Aishwarya is one of 12 strangely curious, promising Tamil photographers who make the show Vaanyerum Vizhuthugal (translates to roots that touch the sky) that set fire to this three-month long engagement with photography. This is along with a compendium of artists from world over, who explore how women respond to their immediate world through the medium of photography, in a second show titled It’s time. To see. To be seen. CPB begins with these two indoor primary exhibits.

One of the most pertinent questions that plague the digital era today is, ‘why photograph?’ At a time when every waking moment gets documented voluntarily or involuntarily, the medium of photography finds itself amid an existential crisis. The sheer volume of photographs that consume one’s life today, and the advent of AI and its intervention into art, often begs this question: what is the future of photography? CPB’s fourth edition finds itself in this cross section, and takes off from Dayanita Singh’s ongoing exploration #whyphotograph?

“Every edition is a complete experiment that turns the last one on its head,” says Varun Gupta, managing trustee of CPB. The pilot was simply a bunch of mad creatives coming together to realise a dream. “Edition 2 is when we came of age with [curator Pushpamala] making us rethink what photography is,” recalls Varun. To this day, the glass-stained windows of the Senate House play hide and seek in one’s memory of a baby biennale. Edition 3, on the other hand, was caught in the quagmires of the pandemic — so intellectually deep and very critical”, says Varun.

Farheen Fatima’s series titled Meet Me in the Garden
Farheen Fatima’s series titled Meet Me in the Garden | Photo Credit: special arrangement

This time around however, while the critical lens exists, the biennale wanted to be hopeful, to perhaps lift the depressive veil that often shrouds critically-acclaimed art, adds Varun from Lalit Kala Akademi. As though in agreement, behind him stands Bengaluru-based photographer Indu Antony’s quirky body of work, Cecilia-ed, that looks at gendered spaces by having her flamboyant, unbothered 75-year-old friend, Cecilia, donning sequined dresses and stilettos exuding ‘main character energy’.

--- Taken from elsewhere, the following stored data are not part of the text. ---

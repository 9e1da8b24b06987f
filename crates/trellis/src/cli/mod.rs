//! CLI argument parsing and command dispatch.
//!
//! This module provides the command-line interface for trellis using clap's derive API.
//!
//! # Commands
//!
//! - `init`: Create `.trellis/` with a config file and a seeded store
//! - `import`: Import a JSONL export of external issues
//!
//! # Global Flags
//!
//! - `--json`: Output in JSON format (applies to all commands)
//!
//! # Example
//!
//! ```bash
//! trellis init --tenant acme --product PROD-1 --user USER-1
//! trellis import issues.jsonl
//! TRELLIS_TENANT=globex trellis --json import issues.jsonl
//! ```

mod args;
mod execute;
mod validators;

use anyhow::Result;
use clap::{Parser, Subcommand};

// Re-export argument structs
pub use args::{ImportArgs, InitArgs};

// Re-export validators for external use
pub use validators::{validate_name, validate_product, validate_tenant, validate_user};

/// Trellis - import external issue trackers into a tenant's epics, features
/// and tasks
///
/// Imports are idempotent: records are matched by their external id, so
/// re-running an import only creates what is new.
#[derive(Parser, Debug)]
#[command(name = "trellis")]
#[command(author, version, about, long_about = None)]
#[command(propagate_version = true)]
pub struct Cli {
    /// Output in JSON format for programmatic use
    #[arg(long, global = true)]
    pub json: bool,

    /// Subcommand to execute
    #[command(subcommand)]
    pub command: Option<Commands>,
}

/// Available commands
#[derive(Subcommand, Debug, Clone)]
pub enum Commands {
    /// Initialize trellis in the current directory
    ///
    /// Creates `.trellis/config.yaml` and a store seeded with the product and
    /// user that imports write against.
    Init(InitArgs),

    /// Import external issues from a JSONL file
    ///
    /// Epics are imported first, then features, then tasks. Records that
    /// already exist are reused. Prints a summary when done; Ctrl-C stops
    /// after the current record.
    Import(ImportArgs),
}

impl Cli {
    /// Parse CLI arguments from command line
    pub fn parse_args() -> Self {
        <Self as Parser>::parse()
    }

    /// Parse CLI arguments from an iterator (for testing)
    pub fn try_parse_from<I, T>(iter: I) -> std::result::Result<Self, clap::Error>
    where
        I: IntoIterator<Item = T>,
        T: Into<std::ffi::OsString> + Clone,
    {
        <Self as Parser>::try_parse_from(iter)
    }

    /// Execute the CLI command
    pub async fn execute(&self) -> Result<()> {
        use crate::output::OutputMode;

        let output_mode = if self.json {
            OutputMode::Json
        } else {
            OutputMode::Text
        };

        match &self.command {
            Some(Commands::Init(args)) => execute::execute_init(args, output_mode).await,
            Some(Commands::Import(args)) => execute::execute_import(args, output_mode).await,
            None => {
                println!("Trellis issue importer");
                println!("Use --help for more information");
                Ok(())
            }
        }
    }
}
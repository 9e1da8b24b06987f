//! Application context for CLI command execution.
//!
//! [`App`] owns the resolved settings and the opened store for the lifetime
//! of one command.
//!
//! # Example
//!
//! ```no_run
//! use trellis::app::App;
//! use trellis::config::SettingOverrides;
//! use std::path::Path;
//!
//! #[tokio::main(flavor = "current_thread")]
//! async fn main() -> anyhow::Result<()> {
//!     let app = App::from_overrides(SettingOverrides::default(), Path::new(".")).await?;
//!     println!("importing into {}", app.settings().request.tenant);
//!     Ok(())
//! }
//! ```

use crate::config::{ImportSettings, SettingOverrides};
use crate::error::Result;
use crate::storage::{RecordStore, StoreBackend, create_store};
use std::path::Path;

/// Application context for CLI operations.
pub struct App {
    store: Box<dyn RecordStore>,
    settings: ImportSettings,
}

impl std::fmt::Debug for App {
    fn fmt(&self, f: &mut std::fmt::Formatter<'_>) -> std::fmt::Result {
        f.debug_struct("App")
            .field("settings", &self.settings)
            .field("store", &"<dyn RecordStore>")
            .finish()
    }
}

impl App {
    /// Resolve settings from `overrides` and the config file found from
    /// `working_dir`, then open the store they point at.
    ///
    /// # Errors
    ///
    /// Returns an error if:
    /// - Settings cannot be resolved (see [`ImportSettings::resolve`])
    /// - The store file exists but cannot be read
    pub async fn from_overrides(overrides: SettingOverrides, working_dir: &Path) -> Result<Self> {
        let settings = ImportSettings::resolve(overrides, working_dir).await?;
        Self::from_settings(settings).await
    }

    /// Open the JSONL store named by `settings`.
    ///
    /// # Errors
    ///
    /// Returns an error if the store file exists but cannot be read.
    pub async fn from_settings(settings: ImportSettings) -> Result<Self> {
        tracing::debug!(store = %settings.store_path.display(), "Opening store");
        let store = create_store(StoreBackend::Jsonl(settings.store_path.clone())).await?;
        Ok(Self { store, settings })
    }

    /// Get a mutable reference to the store.
    pub fn store_mut(&mut self) -> &mut dyn RecordStore {
        self.store.as_mut()
    }

    /// Get an immutable reference to the store.
    pub fn store(&self) -> &dyn RecordStore {
        self.store.as_ref()
    }

    /// The resolved settings.
    pub fn settings(&self) -> &ImportSettings {
        &self.settings
    }

    /// Compact the store file.
    pub async fn save(&self) -> Result<()> {
        self.store.save().await
    }
}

Through these years Varun says that they have grown up too. “One of the biggest criticisms that we received in 2019 was that while we were showing the world’s best talent, where was the local talent?” The challenge was to find a show that made sense not just to the audience here but to the world of art. It is why this year, the biennale opened with Vanyerum Vizhuthugal, curated by Jaisingh Nageswaran, where photography transcends conventions and linearity. Jaisingh calls it the “Tamil new wave”. This curation was an attempt at bridging that gap between lived realities and image making, says Jaisingh. “The need for a show that tells stories from the inside was viscerally felt,” he adds.